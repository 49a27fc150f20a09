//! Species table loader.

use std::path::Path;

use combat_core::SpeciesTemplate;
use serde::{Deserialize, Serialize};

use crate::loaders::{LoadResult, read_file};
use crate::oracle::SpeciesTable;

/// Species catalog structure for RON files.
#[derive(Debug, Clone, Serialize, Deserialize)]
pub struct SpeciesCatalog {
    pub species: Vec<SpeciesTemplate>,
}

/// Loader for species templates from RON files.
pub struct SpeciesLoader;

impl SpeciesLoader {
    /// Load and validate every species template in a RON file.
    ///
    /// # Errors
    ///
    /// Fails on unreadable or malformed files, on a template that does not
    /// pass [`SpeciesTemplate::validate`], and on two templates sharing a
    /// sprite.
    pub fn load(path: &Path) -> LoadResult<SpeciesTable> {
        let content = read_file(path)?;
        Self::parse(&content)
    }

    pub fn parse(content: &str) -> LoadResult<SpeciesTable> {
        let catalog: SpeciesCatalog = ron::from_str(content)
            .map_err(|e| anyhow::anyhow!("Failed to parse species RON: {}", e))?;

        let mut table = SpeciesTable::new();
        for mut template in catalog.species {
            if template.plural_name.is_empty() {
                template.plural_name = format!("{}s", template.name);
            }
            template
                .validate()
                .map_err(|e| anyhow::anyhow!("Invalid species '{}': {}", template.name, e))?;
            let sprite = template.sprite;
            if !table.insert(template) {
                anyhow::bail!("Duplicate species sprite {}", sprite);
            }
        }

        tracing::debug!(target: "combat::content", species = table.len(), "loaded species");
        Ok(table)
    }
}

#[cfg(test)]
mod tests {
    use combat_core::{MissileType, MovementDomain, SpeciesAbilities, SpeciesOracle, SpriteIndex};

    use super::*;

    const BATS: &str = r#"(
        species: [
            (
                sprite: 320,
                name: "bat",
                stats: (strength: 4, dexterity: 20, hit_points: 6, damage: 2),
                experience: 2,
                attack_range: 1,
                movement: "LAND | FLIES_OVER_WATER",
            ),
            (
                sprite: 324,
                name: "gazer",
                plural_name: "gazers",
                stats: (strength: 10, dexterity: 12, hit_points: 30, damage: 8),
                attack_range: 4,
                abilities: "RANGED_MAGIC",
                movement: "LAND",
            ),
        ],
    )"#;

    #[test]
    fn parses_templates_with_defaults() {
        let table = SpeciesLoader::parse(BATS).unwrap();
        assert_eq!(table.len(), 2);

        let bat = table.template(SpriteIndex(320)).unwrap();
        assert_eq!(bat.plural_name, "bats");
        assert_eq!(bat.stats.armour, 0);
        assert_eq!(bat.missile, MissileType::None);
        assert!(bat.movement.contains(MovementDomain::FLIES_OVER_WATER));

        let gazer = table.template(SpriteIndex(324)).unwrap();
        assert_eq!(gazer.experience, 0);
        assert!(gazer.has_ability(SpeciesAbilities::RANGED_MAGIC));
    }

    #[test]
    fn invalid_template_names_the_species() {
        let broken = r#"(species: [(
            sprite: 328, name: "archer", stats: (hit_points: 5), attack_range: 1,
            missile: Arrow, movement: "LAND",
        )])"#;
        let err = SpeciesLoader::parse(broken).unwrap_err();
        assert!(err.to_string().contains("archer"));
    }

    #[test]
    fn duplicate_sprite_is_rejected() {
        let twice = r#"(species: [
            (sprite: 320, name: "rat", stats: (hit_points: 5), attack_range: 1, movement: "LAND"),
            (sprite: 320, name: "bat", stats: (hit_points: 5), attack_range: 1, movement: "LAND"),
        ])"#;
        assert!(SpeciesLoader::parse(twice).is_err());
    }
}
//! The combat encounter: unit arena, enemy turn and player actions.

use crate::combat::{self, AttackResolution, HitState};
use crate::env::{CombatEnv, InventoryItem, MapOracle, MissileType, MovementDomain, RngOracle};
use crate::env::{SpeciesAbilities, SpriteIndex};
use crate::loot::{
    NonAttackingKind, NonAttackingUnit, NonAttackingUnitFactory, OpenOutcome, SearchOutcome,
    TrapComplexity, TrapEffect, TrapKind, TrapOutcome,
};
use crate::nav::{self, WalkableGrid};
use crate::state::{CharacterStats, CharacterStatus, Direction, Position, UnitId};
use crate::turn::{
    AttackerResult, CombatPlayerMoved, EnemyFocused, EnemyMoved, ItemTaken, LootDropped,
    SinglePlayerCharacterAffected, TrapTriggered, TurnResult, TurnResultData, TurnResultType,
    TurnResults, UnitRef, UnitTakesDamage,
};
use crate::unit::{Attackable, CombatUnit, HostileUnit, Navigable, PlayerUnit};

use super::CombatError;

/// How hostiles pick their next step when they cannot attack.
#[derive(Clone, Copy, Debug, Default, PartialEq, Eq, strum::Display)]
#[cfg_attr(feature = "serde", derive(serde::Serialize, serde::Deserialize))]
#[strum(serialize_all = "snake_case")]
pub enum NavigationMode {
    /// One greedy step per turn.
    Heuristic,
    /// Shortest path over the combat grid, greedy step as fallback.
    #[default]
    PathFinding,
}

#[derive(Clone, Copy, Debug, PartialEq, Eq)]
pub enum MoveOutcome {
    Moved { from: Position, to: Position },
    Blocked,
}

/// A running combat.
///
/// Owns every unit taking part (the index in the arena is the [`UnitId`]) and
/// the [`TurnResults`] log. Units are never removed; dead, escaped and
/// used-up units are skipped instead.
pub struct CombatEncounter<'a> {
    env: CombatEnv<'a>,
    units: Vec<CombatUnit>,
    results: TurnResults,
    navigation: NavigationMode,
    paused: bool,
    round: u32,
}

*Exercise objective*.
Check each line of the records above for "SpeciesCatalog", and copy those that have it.

*Output below*.
pub struct SpeciesCatalog {
        let catalog: SpeciesCatalog = ron::from_str(content)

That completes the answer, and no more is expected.